LeBron, Heat trump hapless Bobcats.


That was the headline on ESPN the other day when the defending champions positively crushed Charlotte.

The Bobcats, an expansion club that rose from the ashes of the departure of the Hornets for New Orleans, has from its debut improved slowly over the years save for occasional step backs. But since the Bobcats made the playoffs in 2010 (where they were promptly swept out of the NBA’s second season by the Orlando Magic), they’ve further fallen into infamy with the NBA’s worst ever record (although the last season was shortened by a strike) of 7-59.

After the loss to Miami, Charlotte was at 7-21. It sounds cruel but at least they have matched last season‘s win total and that the only way to go when you’re down is up.

The sad thing about this whole affair is the club has the best player to ever play in the NBA in Michael Jordan for an owner. But that has sadly not translated into a winning season.

If the losing continues, the Bobcats will have inherited from the Los Angeles Clippers the tag of the worst/sad sack/doormat (choose what appellation you is appropriate) team in the league.

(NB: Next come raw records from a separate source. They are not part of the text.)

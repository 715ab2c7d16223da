//! Tree outline of a document, as shown in the navigation sidebar.
//!
//! Outline ids are the same ids the synthesizer assigns, so selecting an entry in the
//! outline can focus the matching node on the canvas.

use crate::document::{
    Document, DocumentKind, ModelBinding, StoreType, payload_child, payload_list, payload_name,
};
use crate::graph::{NodeKind, ids};
use serde::Serialize;
use serde_json::Value;

#[derive(Debug, Clone, PartialEq, Serialize)]
pub struct OutlineNode {
    pub id: String,
    pub label: String,
    pub kind: NodeKind,
    /// Secondary text: the bound model for agents/routers, the backend for history.
    #[serde(skip_serializing_if = "Option::is_none")]
    pub detail: Option<String>,
    #[serde(skip_serializing_if = "Vec::is_empty")]
    pub children: Vec<OutlineNode>,
}

impl OutlineNode {
    fn leaf(id: String, label: String, kind: NodeKind) -> Self {
        Self {
            id,
            label,
            kind,
            detail: None,
            children: Vec::new(),
        }
    }

    /// Depth-first search by id.
    pub fn find(&self, id: &str) -> Option<&OutlineNode> {
        if self.id == id {
            return Some(self);
        }
        self.children.iter().find_map(|c| c.find(id))
    }

    /// Number of entries in this subtree, including itself.
    pub fn count(&self) -> usize {
        1 + self.children.iter().map(OutlineNode::count).sum::<usize>()
    }
}

/// Builds the outline tree of `document`.
pub fn outline(document: &Document) -> OutlineNode {
    let data = &document.data;
    match document.kind() {
        DocumentKind::Pool => {
            let mut root = OutlineNode::leaf(
                ids::POOL_ROOT.to_string(),
                name_or(data, "Agent Pool"),
                NodeKind::Pool,
            );
            if let Some(router) = payload_child(data, "router") {
                let mut entry = OutlineNode::leaf(
                    ids::ROUTER_MAIN.to_string(),
                    name_or(router, "Router"),
                    NodeKind::Router,
                );
                entry.detail = model_detail(router);
                root.children.push(entry);
            }
            root.children.extend(agents(data));
            root.children.extend(history(data, ids::POOL_ROOT));
            root
        }
        DocumentKind::Collection => {
            let mut root = OutlineNode::leaf(
                ids::COLLECTION_ROOT.to_string(),
                "Agent Collection".to_string(),
                NodeKind::Collection,
            );
            root.children.extend(agents(data));
            root
        }
        DocumentKind::Agent => agent(data, ids::AGENT_ROOT.to_string()),
        DocumentKind::Unknown(_) => OutlineNode::leaf(
            ids::UNKNOWN.to_string(),
            "Unknown".to_string(),
            NodeKind::Collection,
        ),
    }
}

fn agents(data: &Value) -> impl Iterator<Item = OutlineNode> + '_ {
    payload_list(data, "agents")
        .iter()
        .enumerate()
        .map(|(index, a)| agent(a, ids::agent(index)))
}

fn agent(payload: &Value, agent_id: String) -> OutlineNode {
    let tools = payload_list(payload, "tools")
        .iter()
        .enumerate()
        .map(|(index, tool)| {
            OutlineNode::leaf(
                ids::tool(&agent_id, index),
                name_or(tool, "Tool"),
                NodeKind::Tool,
            )
        });
    let children: Vec<OutlineNode> = tools.chain(history(payload, &agent_id)).collect();

    OutlineNode {
        label: name_or(payload, "Agent"),
        kind: NodeKind::Agent,
        detail: model_detail(payload),
        children,
        id: agent_id,
    }
}

fn history(owner: &Value, owner_id: &str) -> Option<OutlineNode> {
    let payload = payload_child(owner, "history")?;
    let store = StoreType::of_payload(payload);
    Some(OutlineNode {
        id: ids::history(owner_id),
        label: "History".to_string(),
        kind: NodeKind::History,
        detail: store.map(|s| s.label().to_string()),
        children: Vec::new(),
    })
}

fn name_or(payload: &Value, fallback: &str) -> String {
    payload_name(payload).unwrap_or(fallback).to_string()
}

fn model_detail(payload: &Value) -> Option<String> {
    ModelBinding::of_payload(payload).map(|m| m.to_string())
}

The Clippers have for the past couple of seasons, challenged the Lakers for the supremacy in Los Angeles and in the standings. They’ve become exciting to watch and have a team of talented players who could challenge for the NBA title for years to come.

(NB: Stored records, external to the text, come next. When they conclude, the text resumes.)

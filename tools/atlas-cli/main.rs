use atlas::prelude::*;
use clap::{Parser, Subcommand, ValueEnum};
use serde::Serialize;
use std::fs;
use std::time::Instant;
use tracing::info;
use tracing_subscriber::EnvFilter;

/// Define a CLI-specific enum for clap to parse.
#[derive(Debug, Clone, Copy, ValueEnum)]
enum DirectionCli {
    Tb,
    Bt,
    Lr,
    Rl,
}

impl From<DirectionCli> for Direction {
    fn from(value: DirectionCli) -> Self {
        match value {
            DirectionCli::Tb => Direction::TopToBottom,
            DirectionCli::Bt => Direction::BottomToTop,
            DirectionCli::Lr => Direction::LeftToRight,
            DirectionCli::Rl => Direction::RightToLeft,
        }
    }
}

/// Lay out `.pear` agent-system documents as positioned graphs
#[derive(Parser, Debug)]
#[command(version, about, long_about = None)]
struct Cli {
    #[command(subcommand)]
    command: Command,
}

#[derive(Subcommand, Debug)]
enum Command {
    /// Synthesize and lay out a document, printing the graph as JSON
    Layout {
        /// Path to the .pear document
        document_path: String,

        /// A previously saved graph whose node positions should be kept
        #[arg(short, long)]
        previous: Option<String>,

        /// Layout configuration JSON (partial files override only the keys they name)
        #[arg(short, long)]
        config: Option<String>,

        /// Rank direction, overrides the configuration file
        #[arg(short, long, value_enum)]
        direction: Option<DirectionCli>,

        /// Pretty-print the JSON output
        #[arg(long)]
        pretty: bool,

        /// Also report the bounding box of the laid-out graph on stderr
        #[arg(long)]
        bounds: bool,
    },
    /// Print the sidebar outline of a document as JSON
    Outline {
        /// Path to the .pear document
        document_path: String,
    },
}

fn main() {
    tracing_subscriber::fmt()
        .with_env_filter(
            EnvFilter::try_from_default_env().unwrap_or_else(|_| EnvFilter::new("warn")),
        )
        .with_writer(std::io::stderr)
        .init();

    let cli = Cli::parse();
    match cli.command {
        Command::Layout {
            document_path,
            previous,
            config,
            direction,
            pretty,
            bounds,
        } => run_layout(document_path, previous, config, direction, pretty, bounds),
        Command::Outline { document_path } => {
            let document = load_document(&document_path);
            print_json(&outline(&document), true);
        }
    }
}

fn run_layout(
    document_path: String,
    previous_path: Option<String>,
    config_path: Option<String>,
    direction: Option<DirectionCli>,
    pretty: bool,
    report_bounds: bool,
) {
    let start = Instant::now();
    let document = load_document(&document_path);

    let mut config = match &config_path {
        Some(path) => LayoutConfig::from_file(path).unwrap_or_else(|e| {
            exit_with_error(&format!("Failed to load layout config '{}': {}", path, e))
        }),
        None => LayoutConfig::default(),
    };
    if let Some(direction) = direction {
        config.direction = direction.into();
    }

    let atlas = Atlas::builder().with_config(config).build();
    let graph = match &previous_path {
        Some(path) => {
            let previous = load_previous_nodes(path);
            atlas.rerender(&document, &previous)
        }
        None => atlas.render(&document),
    };

    info!(
        nodes = graph.nodes.len(),
        edges = graph.edges.len(),
        elapsed = ?start.elapsed(),
        "laid out '{}'",
        document_path
    );
    if report_bounds {
        let bounds = Bounds::of(&graph.nodes, atlas.config());
        eprintln!(
            "Bounds: x={} y={} width={} height={}",
            bounds.x, bounds.y, bounds.width, bounds.height
        );
    }
    print_json(&graph, pretty);
}

fn load_document(path: &str) -> Document {
    let json = fs::read_to_string(path)
        .unwrap_or_else(|e| exit_with_error(&format!("Failed to read document '{}': {}", path, e)));
    Document::from_json(&json)
        .unwrap_or_else(|e| exit_with_error(&format!("Failed to load document '{}': {}", path, e)))
}

/// Accepts either a saved graph (`{"nodes": [...], "edges": [...]}`) or a bare node array.
fn load_previous_nodes(path: &str) -> Vec<Node> {
    let json = fs::read_to_string(path)
        .unwrap_or_else(|e| exit_with_error(&format!("Failed to read layout '{}': {}", path, e)));
    serde_json::from_str::<Graph>(&json)
        .map(|g| g.nodes)
        .or_else(|_| serde_json::from_str::<Vec<Node>>(&json))
        .unwrap_or_else(|e| exit_with_error(&format!("Failed to parse layout '{}': {}", path, e)))
}

fn print_json<T: Serialize>(value: &T, pretty: bool) {
    let rendered = if pretty {
        serde_json::to_string_pretty(value)
    } else {
        serde_json::to_string(value)
    };
    match rendered {
        Ok(text) => println!("{}", text),
        Err(e) => exit_with_error(&format!("Failed to serialize output: {}", e)),
    }
}

fn exit_with_error(message: &str) -> ! {
    eprintln!("\nError: {}", message);
    std::process::exit(1);
}
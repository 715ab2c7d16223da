//! The full document-to-graph pipeline: synthesize, lay out, then keep positions the
//! caller already has on screen.

use crate::document::Document;
use crate::graph::{Graph, Node};
use crate::layout::{Direction, LayoutConfig, layout_with_config};
use crate::merge::merge;
use crate::synth::synthesize;
use tracing::debug;

/// A configured pipeline. Holds no state between calls.
#[derive(Debug, Clone, Default)]
pub struct Atlas {
    config: LayoutConfig,
}

pub struct AtlasBuilder {
    config: LayoutConfig,
}

impl AtlasBuilder {
    pub fn new() -> Self {
        Self {
            config: LayoutConfig::default(),
        }
    }

    pub fn with_config(mut self, config: LayoutConfig) -> Self {
        self.config = config;
        self
    }

    pub fn with_direction(mut self, direction: Direction) -> Self {
        self.config.direction = direction;
        self
    }

    pub fn build(self) -> Atlas {
        Atlas {
            config: self.config,
        }
    }
}

impl Default for AtlasBuilder {
    fn default() -> Self {
        Self::new()
    }
}

impl Atlas {
    pub fn builder() -> AtlasBuilder {
        AtlasBuilder::new()
    }

    pub fn config(&self) -> &LayoutConfig {
        &self.config
    }

    /// Synthesizes and lays out `document` from scratch.
    pub fn render(&self, document: &Document) -> Graph {
        let Graph { nodes, edges } = synthesize(document);
        let nodes = layout_with_config(&nodes, &edges, &self.config);
        Graph { nodes, edges }
    }

    /// Re-renders `document`, keeping the position of every node already in `previous`.
    /// Edges are always the freshly synthesized ones.
    pub fn rerender(&self, document: &Document, previous: &[Node]) -> Graph {
        let Graph { nodes, edges } = self.render(document);
        debug!(previous = previous.len(), "re-rendering with previous layout");
        Graph {
            nodes: merge(nodes, previous),
            edges,
        }
    }
}
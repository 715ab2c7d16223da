//! The layout engine.
//!
//! Nodes are split into two classes. Structural nodes (pool, router, agent and any
//! other non-satellite kind) go through the layered engine in [`layered`]; only edges
//! whose endpoints are both structural take part, so satellites can never move them.
//! Satellites (tools, history stores) are then placed at fixed offsets from their
//! parent by [`satellite`]. Every coordinate is snapped to the canvas grid.

mod config;
mod layered;
mod satellite;

pub use config::{Direction, LayoutConfig, NodeSizes, Size};

use crate::graph::{Edge, Node, Ports, Position, Side};
use ahash::AHashMap;
use tracing::debug;

use layered::LayeredGraph;

/// Positions `nodes` with the default configuration (top-to-bottom).
pub fn layout(nodes: &[Node], edges: &[Edge]) -> Vec<Node> {
    layout_with_config(nodes, edges, &LayoutConfig::default())
}

/// Positions `nodes` according to `config`. Edges are read-only input.
///
/// The result has the same nodes in the same order. Satellites whose parent cannot
/// be resolved are returned unchanged.
pub fn layout_with_config(nodes: &[Node], edges: &[Edge], config: &LayoutConfig) -> Vec<Node> {
    let structural: Vec<usize> = nodes
        .iter()
        .enumerate()
        .filter(|(_, n)| !n.kind.is_satellite())
        .map(|(i, _)| i)
        .collect();

    // First occurrence wins if a caller hands us duplicate ids.
    let mut slot_of: AHashMap<&str, usize> = AHashMap::with_capacity(structural.len());
    for (slot, &index) in structural.iter().enumerate() {
        slot_of.entry(nodes[index].id.as_str()).or_insert(slot);
    }

    let sizes: Vec<Size> = structural
        .iter()
        .map(|&i| config.size_of(nodes[i].kind))
        .collect();
    let links: Vec<(usize, usize)> = edges
        .iter()
        .filter_map(|e| Some((*slot_of.get(e.source.as_str())?, *slot_of.get(e.target.as_str())?)))
        .collect();

    let mut graph = LayeredGraph::new(sizes, &links);
    let corners = graph.run(config);
    debug!(
        structural = structural.len(),
        links = links.len(),
        ranks = graph.rank_count(),
        "laid out structural nodes"
    );

    let mut positioned: Vec<Node> = nodes.to_vec();
    let structural_ports = structural_ports(config.direction);
    for (slot, &index) in structural.iter().enumerate() {
        let (x, y) = corners[slot];
        let node = &mut positioned[index];
        node.position = Position::new(snap(x, config.grid), snap(y, config.grid));
        node.ports = Some(structural_ports);
    }

    let parents: AHashMap<&str, &Node> = structural
        .iter()
        .map(|&i| &positioned[i])
        .fold(AHashMap::new(), |mut acc, node| {
            acc.entry(node.id.as_str()).or_insert(node);
            acc
        });
    let placements: Vec<(usize, Position)> = nodes
        .iter()
        .enumerate()
        .filter(|(_, n)| n.kind.is_satellite())
        .filter_map(|(i, n)| satellite::place(n, &parents, config).map(|p| (i, p)))
        .collect();

    for (index, position) in placements {
        positioned[index].position = position;
        positioned[index].ports = Some(SATELLITE_PORTS);
    }

    positioned
}

const SATELLITE_PORTS: Ports = Ports {
    target: Side::Left,
    source: Side::Right,
};

/// Incoming and outgoing sides that follow the rank direction.
fn structural_ports(direction: Direction) -> Ports {
    match direction {
        Direction::TopToBottom => Ports {
            target: Side::Top,
            source: Side::Bottom,
        },
        Direction::BottomToTop => Ports {
            target: Side::Bottom,
            source: Side::Top,
        },
        Direction::LeftToRight => Ports {
            target: Side::Left,
            source: Side::Right,
        },
        Direction::RightToLeft => Ports {
            target: Side::Right,
            source: Side::Left,
        },
    }
}

/// Rounds `value` to the nearest multiple of `grid`, halves rounding up.
pub fn snap(value: f64, grid: f64) -> i64 {
    if grid <= 0.0 {
        return (value + 0.5).floor() as i64;
    }
    ((value / grid + 0.5).floor() * grid) as i64
}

It wasn’t too long ago when the Clippers were the model of NBA futility as they amassed a horrific record of 607-1153. In that time that spanned 22 years, their head of basketball operations was Elgin Baylor who before Jordan took the throne was one of the greatest to play the game.

Baylor was one of those first players to suspend belief with his acrobatic and daring drives and prodigious scoring ways. However, as an executive, Baylor’s Clippers won only one playoff series. And there was the matter of his losing years as head coach of the New Orleans Jazz.

And now the latest greatest player who ever lived – Jordan – is finding life as an NBA executive far different from than what he was as a player. He couldn’t make it work in Washington and now the cycle repeats itself in Charlotte. And in the midst of all of this, I recall when Jordan was at the forefront of the NBA Players Associations battle with the team owners following during the lockout that preceded the 1998-99 season. Said Jordan to Pollin, “If you can’t make a profit, you should sell your team.”

Pollin had the last laugh as he later fired Jordan as head of basketball operations for the Washington Wizards. And now Jordan can’t get his team to compete. It does ring: “If you can’t make a profit then you should sell your team.”

In the Bobcats’ nine seasons, they have had five head coaches. That’s close to two years per coach. And despite having some good coaches, they’ve not exactly drafted well. Furthermore, they have not traded well. This revolving door for coaches and players makes the club look like being sentenced to the Gulag of pro basketball.

A cursory glance to the New York Knicks shows them on the upsurge now after a decade where everything bad that could happen to them happened to them. They began their resurgence when they hired Donnie Walsh, a sane basketball man if there was ever one. They began to unload the high-priced players they had and began to draft and trade better. Of course, Walsh is no longer around but the effects of what he began are bearing fruit.

Not a knock on the Bobcat’ s general manager Rich Cho who is a student of sabermetrics or the use of statistics in making drafts and trades. Cho didn’t too well with Portland and was fired a year into the job.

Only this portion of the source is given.